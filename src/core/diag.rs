use std::error::Error;
use std::fmt::{Display, Formatter};
use std::path::PathBuf;

use thiserror::Error as ThisError;

use crate::core::generate::GeneratorError;
use crate::core::inspect::{InspectorError, InspectorErrorKind};
use crate::core::lexer::LexerError;
use crate::core::parse::ParserError;

/// Umbrella over the pipeline stage errors, plus driver-side I/O.
#[derive(Debug, ThisError)]
pub enum CompileError {
    #[error(transparent)]
    Lex(#[from] LexerError),

    #[error(transparent)]
    Parse(#[from] ParserError),

    #[error(transparent)]
    Inspect(#[from] InspectorError),

    #[error(transparent)]
    Generate(#[from] GeneratorError),

    #[error("IO error: {0}: {1}")]
    Io(PathBuf, std::io::Error),

    #[error("Failed to decode declarations: {0}: {1}")]
    Decode(PathBuf, serde_json::Error),
}

impl CompileError {
    pub fn span(&self) -> Option<Span> {
        match self {
            CompileError::Lex(e) => Some(e.span),
            CompileError::Parse(e) => Some(e.span),
            CompileError::Inspect(e) => Some(e.span),
            CompileError::Generate(_) | CompileError::Io(..) | CompileError::Decode(..) => None,
        }
    }

    /// 1 for user-visible pipeline errors, 2 for internal invariant
    /// violations.
    pub fn exit_code(&self) -> i32 {
        match self {
            CompileError::Inspect(e) if matches!(e.kind, InspectorErrorKind::InvalidAst(_)) => 2,
            _ => 1,
        }
    }
}

#[derive(Debug, Clone, Copy, PartialEq, Eq, Hash, Default)]
pub struct Position {
    pub offset: usize,
    /// 0-based; rendered 1-based in user-facing messages.
    pub line: usize,
    /// 0-based; rendered 1-based in user-facing messages.
    pub column: usize,
}

impl Display for Position {
    fn fmt(&self, f: &mut Formatter<'_>) -> std::fmt::Result {
        write!(f, "{}:{}", self.line + 1, self.column + 1)
    }
}

#[derive(Debug, Clone, Copy, PartialEq, Eq, Hash, Default)]
pub struct Span {
    pub start: Position,
    pub end: Position,
}

impl Span {
    pub fn new(start: Position, end: Position) -> Self {
        Self { start, end }
    }

    pub fn len(&self) -> usize {
        self.end.offset.saturating_sub(self.start.offset)
    }

    pub fn is_empty(&self) -> bool {
        self.len() == 0
    }
}

impl Display for Span {
    fn fmt(&self, f: &mut Formatter<'_>) -> std::fmt::Result {
        write!(f, "{}..{}", self.start, self.end)
    }
}

/// Byte ranges of each line in a source text, for offset → position mapping.
#[derive(Debug, Clone)]
pub struct LineIndex {
    line_starts: Vec<usize>,
}

impl LineIndex {
    pub fn new(source: &str) -> Self {
        let mut line_starts = vec![0];
        for (i, b) in source.bytes().enumerate() {
            if b == b'\n' {
                line_starts.push(i + 1);
            }
        }
        Self { line_starts }
    }

    /// 0-based line containing the byte offset.
    pub fn line_of(&self, offset: usize) -> usize {
        match self.line_starts.binary_search(&offset) {
            Ok(line) => line,
            Err(next) => next - 1,
        }
    }

    pub fn position(&self, offset: usize) -> Position {
        let line = self.line_of(offset);
        Position {
            offset,
            line,
            column: offset - self.line_starts[line],
        }
    }

    /// Span covering `length` bytes starting at `offset`.
    pub fn span(&self, offset: usize, length: usize) -> Span {
        Span::new(self.position(offset), self.position(offset + length))
    }
}

/// A source file handed to the pipeline, with its line index precomputed.
#[derive(Debug, Clone)]
pub struct SourceFile {
    pub path: PathBuf,
    pub source: String,
    lines: LineIndex,
}

impl SourceFile {
    pub fn new(path: impl Into<PathBuf>, source: impl Into<String>) -> Self {
        let source = source.into();
        let lines = LineIndex::new(&source);
        Self {
            path: path.into(),
            source,
            lines,
        }
    }

    pub fn lines(&self) -> &LineIndex {
        &self.lines
    }

    pub fn span(&self, offset: usize, length: usize) -> Span {
        self.lines.span(offset, length)
    }
}

/// An error kind bound to the file and span it was raised at.
#[derive(Debug, Clone, PartialEq, Eq)]
pub struct SpannedError<K> {
    pub kind: K,
    pub span: Span,
    pub file: PathBuf,
}

impl<K> SpannedError<K> {
    pub fn new(kind: K, span: Span, file: impl Into<PathBuf>) -> Self {
        Self {
            kind,
            span,
            file: file.into(),
        }
    }

    pub fn span(&self) -> Span {
        self.span
    }
}

impl<K: Display> Display for SpannedError<K> {
    fn fmt(&self, f: &mut Formatter<'_>) -> std::fmt::Result {
        write!(
            f,
            "{}:{}: {}",
            self.file.display(),
            self.span.start.line + 1,
            self.kind
        )
    }
}

impl<K: Display + std::fmt::Debug> Error for SpannedError<K> {}

/// Renders an error with a one-line source excerpt and a caret marker:
///
/// ```text
/// error: Test.swift:3: Invalid annotation: @Weaver(.bogus)
///   |
/// 3 |     @Weaver(.bogus) var api: API
///   |     ^^^^^^^^^^^^^^^
/// ```
///
/// Only the line the span starts on is excerpted. A span reaching past that
/// line is marked to the end of the excerpt and summarized in a trailing
/// note instead of underlining every covered line.
pub fn format_error(source: &str, span: Span, error: impl Display) -> String {
    let line_text = source.lines().nth(span.start.line).unwrap_or("");
    let line_label = (span.start.line + 1).to_string();
    let gutter = " ".repeat(line_label.len());

    let marker_len = if span.end.line == span.start.line {
        span.end.column.saturating_sub(span.start.column)
    } else {
        line_text.chars().count().saturating_sub(span.start.column)
    }
    .max(1);
    let marker = format!("{}{}", " ".repeat(span.start.column), "^".repeat(marker_len));

    let mut out = format!("error: {error}\n");
    out.push_str(&format!("{gutter} |\n"));
    out.push_str(&format!("{line_label} | {line_text}\n"));
    out.push_str(&format!("{gutter} | {marker}\n"));
    if span.end.line > span.start.line {
        out.push_str(&format!(
            "{gutter} = note: the span continues over {} lines\n",
            span.end.line - span.start.line + 1
        ));
    }
    out
}

/// Convenience for errors raised at a file-level position (e.g. end of stream).
pub fn file_end_span(file: &SourceFile) -> Span {
    let pos = file.lines.position(file.source.len());
    Span::new(pos, pos)
}

#[cfg(test)]
#[path = "../tests/t_diag.rs"]
mod tests;
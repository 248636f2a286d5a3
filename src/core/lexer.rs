//! Turns a declaration dictionary stream plus raw source text into a flat
//! annotation token stream ordered by byte offset.

use std::fmt::{Display, Formatter};
use thiserror::Error;

use crate::core::annotation::{
    ConfigurationAttribute, ConfigurationTarget, DependencyKind, TokenErrorKind, parse_annotation,
    parse_comment_configuration,
};
use crate::core::decl::{AttributeKind, Declaration, DeclarationKind};
use crate::core::diag::{SourceFile, Span, SpannedError};
use crate::core::types::{AbstractType, AccessLevel, CompositeType, ConcreteType};

#[derive(Debug, Clone, PartialEq, Eq)]
pub struct Token {
    pub kind: TokenKind,
    pub span: Span,
}

impl Token {
    pub fn new(kind: TokenKind, span: Span) -> Self {
        Self { kind, span }
    }
}

impl Display for Token {
    fn fmt(&self, f: &mut Formatter<'_>) -> std::fmt::Result {
        write!(f, "{}", self.kind)
    }
}

#[derive(Debug, Clone, PartialEq, Eq)]
pub enum TokenKind {
    InjectableType(InjectableTypeToken),
    EndOfInjectableType,
    AnyDeclaration,
    EndOfAnyDeclaration,
    Register(RegisterAnnotation),
    Reference(ReferenceAnnotation),
    Parameter(ParameterAnnotation),
    Configuration(ConfigurationAnnotationToken),
    Import(String),
}

impl Display for TokenKind {
    fn fmt(&self, f: &mut Formatter<'_>) -> std::fmt::Result {
        match self {
            TokenKind::InjectableType(token) => write!(f, "InjectableType({token})"),
            TokenKind::EndOfInjectableType => write!(f, "EndOfInjectableType"),
            TokenKind::AnyDeclaration => write!(f, "AnyDeclaration"),
            TokenKind::EndOfAnyDeclaration => write!(f, "EndOfAnyDeclaration"),
            TokenKind::Register(annotation) => write!(f, "Register({annotation})"),
            TokenKind::Reference(annotation) => write!(f, "Reference({annotation})"),
            TokenKind::Parameter(annotation) => write!(f, "Parameter({annotation})"),
            TokenKind::Configuration(annotation) => write!(f, "Configuration({annotation})"),
            TokenKind::Import(module) => write!(f, "Import({module})"),
        }
    }
}

#[derive(Debug, Clone, PartialEq, Eq)]
pub struct InjectableTypeToken {
    pub name: String,
    pub access_level: AccessLevel,
}

impl Display for InjectableTypeToken {
    fn fmt(&self, f: &mut Formatter<'_>) -> std::fmt::Result {
        write!(f, "{}", self.name)
    }
}

#[derive(Debug, Clone, PartialEq, Eq)]
pub struct RegisterAnnotation {
    pub name: String,
    pub abstract_type: AbstractType,
    pub concrete_type: ConcreteType,
    pub arity: usize,
    pub access_level: AccessLevel,
}

impl Display for RegisterAnnotation {
    fn fmt(&self, f: &mut Formatter<'_>) -> std::fmt::Result {
        write!(f, "{} = {} <- {}", self.name, self.concrete_type, self.abstract_type)
    }
}

#[derive(Debug, Clone, PartialEq, Eq)]
pub struct ReferenceAnnotation {
    pub name: String,
    pub abstract_type: AbstractType,
    pub arity: usize,
    pub access_level: AccessLevel,
}

impl Display for ReferenceAnnotation {
    fn fmt(&self, f: &mut Formatter<'_>) -> std::fmt::Result {
        write!(f, "{} <- {}", self.name, self.abstract_type)
    }
}

#[derive(Debug, Clone, PartialEq, Eq)]
pub struct ParameterAnnotation {
    pub name: String,
    pub parameter_type: CompositeType,
    pub arity: usize,
    pub access_level: AccessLevel,
}

impl Display for ParameterAnnotation {
    fn fmt(&self, f: &mut Formatter<'_>) -> std::fmt::Result {
        write!(f, "{} <= {}", self.name, self.parameter_type)
    }
}

#[derive(Debug, Clone, PartialEq, Eq)]
pub struct ConfigurationAnnotationToken {
    pub target: ConfigurationTarget,
    pub attribute: ConfigurationAttribute,
}

impl Display for ConfigurationAnnotationToken {
    fn fmt(&self, f: &mut Formatter<'_>) -> std::fmt::Result {
        write!(f, "{}.{}", self.target, self.attribute)
    }
}

#[derive(Debug, Clone, PartialEq, Eq, Error)]
pub enum LexerErrorKind {
    #[error("Invalid annotation: {0}")]
    InvalidAnnotation(#[from] TokenErrorKind),
}

pub type LexerError = SpannedError<LexerErrorKind>;

impl LexerErrorKind {
    pub fn at(self, span: Span, file: &SourceFile) -> LexerError {
        LexerError::new(self, span, file.path.clone())
    }
}

pub struct Lexer<'a> {
    file: &'a SourceFile,
}

impl<'a> Lexer<'a> {
    pub fn new(file: &'a SourceFile) -> Self {
        Lexer { file }
    }

    /// Produces the token stream for one compilation unit, ordered by byte
    /// offset.
    pub fn tokenize(&self, declarations: &[Declaration]) -> Result<Vec<Token>, LexerError> {
        let mut tokens = Vec::new();

        self.lex_imports(&mut tokens);
        self.lex_comment_configurations(&mut tokens)?;
        for declaration in declarations {
            self.lex_declaration(declaration, &mut tokens)?;
        }

        tokens.sort_by_key(|token| token.span.start.offset);
        Ok(tokens)
    }

    /// `import` statements are lifted verbatim from the raw text.
    fn lex_imports(&self, tokens: &mut Vec<Token>) {
        let mut offset = 0;
        for line in self.file.source.split_inclusive('\n') {
            let trimmed = line.trim_start();
            if let Some(rest) = trimmed.strip_prefix("import ") {
                let module = rest.trim().trim_end_matches(';').trim().to_string();
                if !module.is_empty() {
                    let at = offset + (line.len() - trimmed.len());
                    let span = self.file.span(at, trimmed.trim_end().len());
                    tokens.push(Token::new(TokenKind::Import(module), span));
                }
            }
            offset += line.len();
        }
    }

    /// Comment configuration lines (`// weaver: <target>.<name> = <value>`)
    /// become configuration tokens at their own position; the parser folds
    /// them into the enclosing type by document order.
    fn lex_comment_configurations(&self, tokens: &mut Vec<Token>) -> Result<(), LexerError> {
        let mut offset = 0;
        for line in self.file.source.split_inclusive('\n') {
            let trimmed = line.trim_start();
            if trimmed.starts_with("//") {
                let at = offset + (line.len() - trimmed.len());
                let span = self.file.span(at, trimmed.trim_end().len());
                match parse_comment_configuration(trimmed) {
                    Ok(Some((target, attribute))) => {
                        let target = if target == "self" {
                            ConfigurationTarget::Type
                        } else {
                            ConfigurationTarget::Dependency(target)
                        };
                        tokens.push(Token::new(
                            TokenKind::Configuration(ConfigurationAnnotationToken {
                                target,
                                attribute,
                            }),
                            span,
                        ));
                    }
                    Ok(None) => {}
                    Err(cause) => {
                        return Err(LexerErrorKind::InvalidAnnotation(cause).at(span, self.file));
                    }
                }
            }
            offset += line.len();
        }
        Ok(())
    }

    fn lex_declaration(
        &self,
        declaration: &Declaration,
        tokens: &mut Vec<Token>,
    ) -> Result<(), LexerError> {
        let kind = declaration.kind;
        if kind.is_injectable() || kind.is_any_declaration() {
            // Declarations without a braced body cannot hold wiring.
            if !declaration.has_body() {
                return Ok(());
            }
            let Some(name) = declaration.name.clone() else {
                return Ok(());
            };

            let header_len = declaration
                .body_offset
                .map(|body| body.saturating_sub(declaration.offset))
                .unwrap_or(declaration.length);
            let start_span = self.file.span(declaration.offset, header_len);
            let end_span = self
                .file
                .span((declaration.offset + declaration.length).saturating_sub(1), 1);

            let (start, end) = if kind.is_injectable() {
                let token = InjectableTypeToken {
                    name,
                    access_level: AccessLevel::parse(
                        declaration.accessibility.as_deref().unwrap_or(""),
                    ),
                };
                (
                    TokenKind::InjectableType(token),
                    TokenKind::EndOfInjectableType,
                )
            } else {
                (TokenKind::AnyDeclaration, TokenKind::EndOfAnyDeclaration)
            };

            tokens.push(Token::new(start, start_span));
            for child in &declaration.substructure {
                self.lex_declaration(child, tokens)?;
            }
            tokens.push(Token::new(end, end_span));
            return Ok(());
        }

        if kind == DeclarationKind::VarInstance {
            self.lex_variable(declaration, tokens)?;
        }
        Ok(())
    }

    /// Property-wrapper annotations on an instance variable become dependency
    /// tokens; every extra argument and the `objc` attribute become
    /// configuration tokens targeted at the variable's name.
    fn lex_variable(
        &self,
        declaration: &Declaration,
        tokens: &mut Vec<Token>,
    ) -> Result<(), LexerError> {
        let mut annotated = false;
        let mut objc_spans = Vec::new();

        for attribute in &declaration.attributes {
            let span = self.file.span(attribute.offset, attribute.length);
            match attribute.kind {
                AttributeKind::Objc => objc_spans.push(span),
                AttributeKind::Custom => {
                    let text = self
                        .file
                        .source
                        .get(attribute.offset..attribute.offset + attribute.length)
                        .unwrap_or("");
                    let parsed = match parse_annotation(text) {
                        Ok(Some(parsed)) => parsed,
                        Ok(None) => continue,
                        Err(cause) => {
                            return Err(
                                LexerErrorKind::InvalidAnnotation(cause).at(span, self.file)
                            );
                        }
                    };

                    let Some(name) = declaration.name.clone() else {
                        continue;
                    };
                    let declared_type = self.declared_type(declaration, text, span)?;
                    let access_level = AccessLevel::parse(
                        declaration.accessibility.as_deref().unwrap_or(""),
                    );

                    let kind = match parsed.kind {
                        DependencyKind::Registration => {
                            let concrete = parsed
                                .concrete_type
                                .clone()
                                .unwrap_or_else(|| ConcreteType(declared_type.clone()));
                            TokenKind::Register(RegisterAnnotation {
                                name: name.clone(),
                                abstract_type: AbstractType(declared_type),
                                concrete_type: concrete,
                                arity: parsed.arity,
                                access_level,
                            })
                        }
                        DependencyKind::Reference => {
                            TokenKind::Reference(ReferenceAnnotation {
                                name: name.clone(),
                                abstract_type: AbstractType(
                                    parsed
                                        .concrete_type
                                        .clone()
                                        .map(|c| c.0)
                                        .unwrap_or(declared_type),
                                ),
                                arity: parsed.arity,
                                access_level,
                            })
                        }
                        DependencyKind::Parameter => {
                            TokenKind::Parameter(ParameterAnnotation {
                                name: name.clone(),
                                parameter_type: parsed
                                    .concrete_type
                                    .clone()
                                    .map(|c| c.0)
                                    .unwrap_or(declared_type),
                                arity: parsed.arity,
                                access_level,
                            })
                        }
                    };
                    tokens.push(Token::new(kind, span));
                    annotated = true;

                    for attr in parsed.attributes {
                        tokens.push(Token::new(
                            TokenKind::Configuration(ConfigurationAnnotationToken {
                                target: ConfigurationTarget::Dependency(name.clone()),
                                attribute: attr,
                            }),
                            span,
                        ));
                    }
                }
                AttributeKind::Other => {}
            }
        }

        if annotated && let Some(name) = &declaration.name {
            for span in objc_spans {
                tokens.push(Token::new(
                    TokenKind::Configuration(ConfigurationAnnotationToken {
                        target: ConfigurationTarget::Dependency(name.clone()),
                        attribute: ConfigurationAttribute::Objc(true),
                    }),
                    span,
                ));
            }
        }
        Ok(())
    }

    /// The variable's declared type, parsed from the decoder's `typename`.
    fn declared_type(
        &self,
        declaration: &Declaration,
        annotation_text: &str,
        span: Span,
    ) -> Result<CompositeType, LexerError> {
        let Some(typename) = declaration.typename.as_deref() else {
            return Err(LexerErrorKind::InvalidAnnotation(
                TokenErrorKind::InvalidAnnotation(annotation_text.to_string()),
            )
            .at(span, self.file));
        };
        CompositeType::parse(typename).map_err(|_| {
            LexerErrorKind::InvalidAnnotation(TokenErrorKind::InvalidAnnotation(
                typename.to_string(),
            ))
            .at(span, self.file)
        })
    }
}

#[cfg(test)]
#[path = "../tests/t_lexer.rs"]
mod tests;
use std::fmt::{Display, Formatter};
use thiserror::Error;

use crate::core::diag::{SourceFile, Span, SpannedError};
use crate::core::types::CompositeType;

#[derive(Debug, Clone, Copy, PartialEq, Eq)]
pub enum GraphErrorCause {
    CyclicDependency,
    UnresolvableDependency,
}

impl Display for GraphErrorCause {
    fn fmt(&self, f: &mut Formatter<'_>) -> std::fmt::Result {
        let s = match self {
            GraphErrorCause::CyclicDependency => "cyclic dependency",
            GraphErrorCause::UnresolvableDependency => "unresolvable dependency",
        };
        write!(f, "{s}")
    }
}

#[derive(Debug, Clone, PartialEq, Error)]
pub enum InspectorErrorKind {
    /// The AST broke a structural invariant the parser was supposed to hold.
    /// Surfacing this means an internal bug, not a user error.
    #[error("Invalid AST node: {0}")]
    InvalidAst(String),

    #[error("Invalid graph: {name}: {ty}: {cause}")]
    InvalidGraph {
        name: String,
        ty: CompositeType,
        cause: GraphErrorCause,
    },
}

pub type InspectorError = SpannedError<InspectorErrorKind>;

impl InspectorErrorKind {
    pub fn at(self, span: Span, file: &SourceFile) -> InspectorError {
        InspectorError::new(self, span, file.path.clone())
    }
}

* * * *

Required action.
Counting only the lines that include "every", state how many there are in the entries, and nothing else.

Response to the exercise.
2